The trial was rescheduled to begin on Tuesday. Eric Davis, the Delaware superior court judge overseeing the case, did not say why the trial was being delayed. “The court has decided to continue the start of the trial, including jury selection, until Tuesday, April 18, 2023 at 9am. I will make such an announcement tomorrow [Monday] at 9am in Courtroom 7E,” he said in a statement released through a court spokesperson.

The Wall Street Journal, citing a person familiar with the matter, reported on Sunday that Fox had made a late push to settle the case out of court. Spokespeople for Fox and Dominion did not immediately return a request for comment.

The announcement came on a quiet Sunday evening in Wilmington, the venue for the trial because Fox, like many US corporations, is incorporated in Delaware, where there are generous tax benefits. A reporter or two could be seen doing a television standup outside the courthouse on Sunday afternoon.

Dominion is asking a Delaware jury to award $1.6bn in damages because it says Fox knowingly or recklessly disregarded the truth when it broadcast outlandish lies about its voting equipment. US law sets a very high bar to win a defamation lawsuit and cases rarely go to trial.

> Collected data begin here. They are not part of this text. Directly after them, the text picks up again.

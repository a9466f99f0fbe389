//! 表结构定义

use rusqlite::Connection;

/// 创建所有表（幂等）
pub fn create_tables(conn: &Connection) -> Result<(), rusqlite::Error> {
    conn.execute_batch(
        "CREATE TABLE IF NOT EXISTS channels (
            id INTEGER PRIMARY KEY AUTOINCREMENT,
            name TEXT NOT NULL,
            key TEXT NOT NULL DEFAULT '',
            base_url TEXT,
            status INTEGER NOT NULL DEFAULT 1,
            weight INTEGER NOT NULL DEFAULT 1,
            priority INTEGER NOT NULL DEFAULT 0,
            channel_group TEXT NOT NULL DEFAULT 'default',
            models TEXT NOT NULL DEFAULT '',
            proxy TEXT,
            used_quota INTEGER NOT NULL DEFAULT 0,
            auto_ban INTEGER NOT NULL DEFAULT 1
        );

        CREATE TABLE IF NOT EXISTS abilities (
            channel_group TEXT NOT NULL,
            model TEXT NOT NULL,
            channel_id INTEGER NOT NULL,
            enabled INTEGER NOT NULL DEFAULT 1,
            priority INTEGER NOT NULL DEFAULT 0,
            weight INTEGER NOT NULL DEFAULT 1,
            PRIMARY KEY (channel_group, model, channel_id)
        );
        CREATE INDEX IF NOT EXISTS idx_abilities_channel ON abilities(channel_id);

        CREATE TABLE IF NOT EXISTS users (
            id INTEGER PRIMARY KEY AUTOINCREMENT,
            username TEXT NOT NULL UNIQUE,
            user_group TEXT NOT NULL DEFAULT 'default',
            quota INTEGER NOT NULL DEFAULT 0,
            used_quota INTEGER NOT NULL DEFAULT 0,
            request_count INTEGER NOT NULL DEFAULT 0,
            status INTEGER NOT NULL DEFAULT 1,
            email TEXT
        );

        CREATE TABLE IF NOT EXISTS tokens (
            id INTEGER PRIMARY KEY AUTOINCREMENT,
            user_id INTEGER NOT NULL,
            key TEXT NOT NULL UNIQUE,
            name TEXT NOT NULL DEFAULT '',
            status INTEGER NOT NULL DEFAULT 1,
            remain_quota INTEGER NOT NULL DEFAULT 0,
            unlimited_quota INTEGER NOT NULL DEFAULT 0,
            used_quota INTEGER NOT NULL DEFAULT 0,
            expired_time INTEGER NOT NULL DEFAULT -1
        );
        CREATE INDEX IF NOT EXISTS idx_tokens_user ON tokens(user_id);

        CREATE TABLE IF NOT EXISTS logs (
            id INTEGER PRIMARY KEY AUTOINCREMENT,
            created_at TEXT NOT NULL,
            user_id INTEGER NOT NULL,
            token_id INTEGER NOT NULL,
            channel_id INTEGER NOT NULL,
            model TEXT NOT NULL,
            prompt_tokens INTEGER NOT NULL DEFAULT 0,
            completion_tokens INTEGER NOT NULL DEFAULT 0,
            quota INTEGER NOT NULL DEFAULT 0,
            request_id TEXT
        );
        CREATE INDEX IF NOT EXISTS idx_logs_user ON logs(user_id);",
    )
}
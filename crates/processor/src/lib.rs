//! 请求准入 crate
//!
//! 把限流、渠道选择和额度预扣串成一条准入管道，并负责请求结束后的结算、
//! 中止退款以及上游失败后的冷却和换渠道。
//!
//! ## 模块结构
//!
//! - `context` - 准入请求与上下文
//! - `steps` - 管道步骤（认证、限流、路由、额度）
//! - `processor` - 管道编排与请求生命周期

pub mod context;
pub mod processor;
pub mod steps;

#[cfg(test)]
mod test_support;

pub use context::{Admission, AdmissionContext, RelayRequest};
pub use processor::RelayProcessor;
pub use steps::*;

Dominion’s case, experts say, is unusually strong. It has drawn national attention because it amounts to one of the most aggressive efforts to hold Fox, or anyone, responsible for spreading misinformation about the 2020 election. Over the last several months Dominion has produced a trove of internal communications from Fox employees showing they knew what they were broadcasting was false.

The trial has been expected to be a blockbuster, with top Fox executives Rupert and Lachlan Murdoch expected to testify in person, along with top Fox hosts Sean Hannity, Tucker Carlson, Maria Bartiromo and Jeanine Pirro.

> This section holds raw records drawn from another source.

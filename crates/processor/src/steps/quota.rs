//! 额度预扣步骤

use super::traits::{AdmissionStep, RelayError};
use crate::context::AdmissionContext;
use async_trait::async_trait;
use relaycast_quota::{QuotaContext, QuotaLedger};
use tracing::info;

/// 额度步骤 - 按预估成本预扣，余额不足的请求不会到达上游
pub struct QuotaStep {
    ledger: QuotaLedger,
}

impl QuotaStep {
    pub fn new(ledger: QuotaLedger) -> Self {
        Self { ledger }
    }
}

#[async_trait]
impl AdmissionStep for QuotaStep {
    async fn execute(&self, ctx: &mut AdmissionContext) -> Result<(), RelayError> {
        let token = ctx.token()?;
        let quota_ctx = QuotaContext {
            request_id: ctx.request.request_id.clone(),
            user_id: token.user_id,
            token_id: token.id,
            token_unlimited: token.unlimited_quota,
            group: ctx.group()?.to_string(),
            model: ctx.request.model.clone(),
            channel_id: ctx.channel()?.id,
            prompt_tokens: ctx.request.prompt_tokens,
        };

        let reservation = self.ledger.pre_consume(&quota_ctx).await.map_err(|e| {
            info!(
                "[ADMISSION] request_id={} 额度预扣失败: user_id={}, error={}",
                quota_ctx.request_id, quota_ctx.user_id, e
            );
            RelayError::Quota(e)
        })?;
        ctx.reservation = Some(reservation);
        Ok(())
    }

    fn name(&self) -> &str {
        "quota"
    }
}
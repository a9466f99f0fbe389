//! 渠道与路由能力模型
//!
//! `Channel` 是一个上游凭证/配置，`Ability` 是路由表的数据源行：
//! (分组, 模型, 渠道, 优先级, 权重, 是否启用)。

use serde::{Deserialize, Serialize};
use std::fmt;

/// 渠道持久化状态
#[derive(Debug, Clone, Copy, PartialEq, Eq, Hash, Serialize, Deserialize, Default)]
#[serde(rename_all = "snake_case")]
pub enum ChannelStatus {
    /// 启用
    #[default]
    Enabled,
    /// 管理员手动禁用
    ManuallyDisabled,
    /// 因上游故障被自动禁用
    AutoDisabled,
}

impl ChannelStatus {
    /// 数据库存储值
    pub fn as_i64(self) -> i64 {
        match self {
            ChannelStatus::Enabled => 1,
            ChannelStatus::ManuallyDisabled => 2,
            ChannelStatus::AutoDisabled => 3,
        }
    }

    /// 从数据库存储值解析，未知值视为手动禁用
    pub fn from_i64(value: i64) -> Self {
        match value {
            1 => ChannelStatus::Enabled,
            3 => ChannelStatus::AutoDisabled,
            _ => ChannelStatus::ManuallyDisabled,
        }
    }

    pub fn is_enabled(self) -> bool {
        self == ChannelStatus::Enabled
    }

    /// 获取显示名称
    pub fn display_name(&self) -> &'static str {
        match self {
            ChannelStatus::Enabled => "已启用",
            ChannelStatus::ManuallyDisabled => "已手动禁用",
            ChannelStatus::AutoDisabled => "已自动禁用",
        }
    }
}

impl fmt::Display for ChannelStatus {
    fn fmt(&self, f: &mut fmt::Formatter<'_>) -> fmt::Result {
        write!(f, "{}", self.display_name())
    }
}

/// 上游渠道
#[derive(Debug, Clone, PartialEq, Serialize, Deserialize)]
pub struct Channel {
    pub id: i64,
    pub name: String,
    /// 上游密钥
    #[serde(skip_serializing)]
    #[serde(default)]
    pub key: String,
    pub base_url: Option<String>,
    pub status: ChannelStatus,
    /// 同一优先级内的相对权重，0 表示不参与加权抽取
    pub weight: u32,
    /// 优先级，数值越大越先尝试
    pub priority: i64,
    /// 逗号分隔的分组列表
    pub group: String,
    /// 逗号分隔的模型列表
    pub models: String,
    pub proxy: Option<String>,
    pub used_quota: i64,
    /// 是否允许因故障自动禁用
    pub auto_ban: bool,
}

impl Channel {
    /// 创建一个启用状态的渠道
    pub fn new(id: i64, name: impl Into<String>, group: &str, models: &str) -> Self {
        Self {
            id,
            name: name.into(),
            key: String::new(),
            base_url: None,
            status: ChannelStatus::Enabled,
            weight: 1,
            priority: 0,
            group: group.to_string(),
            models: models.to_string(),
            proxy: None,
            used_quota: 0,
            auto_ban: true,
        }
    }

    pub fn with_weight(mut self, weight: u32) -> Self {
        self.weight = weight;
        self
    }

    pub fn with_priority(mut self, priority: i64) -> Self {
        self.priority = priority;
        self
    }

    pub fn with_status(mut self, status: ChannelStatus) -> Self {
        self.status = status;
        self
    }

    /// 渠道所属分组
    pub fn groups(&self) -> Vec<&str> {
        split_list(&self.group)
    }

    /// 渠道支持的模型
    pub fn model_list(&self) -> Vec<&str> {
        split_list(&self.models)
    }

    /// 展开为 分组 × 模型 的路由能力行
    pub fn abilities(&self) -> Vec<Ability> {
        let models = self.model_list();
        self.groups()
            .into_iter()
            .flat_map(|group| {
                models.iter().map(move |model| Ability {
                    group: group.to_string(),
                    model: model.to_string(),
                    channel_id: self.id,
                    enabled: self.status.is_enabled(),
                    priority: self.priority,
                    weight: self.weight,
                })
            })
            .collect()
    }
}

fn split_list(raw: &str) -> Vec<&str> {
    raw.split(',')
        .map(str::trim)
        .filter(|s| !s.is_empty())
        .collect()
}

/// 路由能力行
#[derive(Debug, Clone, PartialEq, Eq, Serialize, Deserialize)]
pub struct Ability {
    pub group: String,
    /// 模型名，可以是以 `*` 结尾的后缀通配模式
    pub model: String,
    pub channel_id: i64,
    pub enabled: bool,
    pub priority: i64,
    pub weight: u32,
}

Fox accuses Dominion of cherrypicking evidence and has argued that it is defending the first amendment, and that a win for Dominion would lead to more lawsuits against media outlets and weaken press protections in the US. Some experts share that concern. “Unfortunately, I’d predict if Fox loses, we’ll see a significant uptick in libel cases against all news organizations,” Jane Kirtley, a professor at the University of Minnesota and former executive director of the Reporters Committee for Freedom of the Press, wrote in an email.

Other experts say the evidence against Fox is so strong that this case could show existing media standards still provide workable protections under which outlets can be held accountable.

“The key question here is whether Dominion is asking for a watering down of the constitutional standard. Or whether it is arguing that it can clear even the staggeringly high constitutional barrier as it now exists. Everything that I have heard and read from Dominion suggests that it is the latter,” said RonNell Andersen Jones, a first amendment scholar at the University of Utah.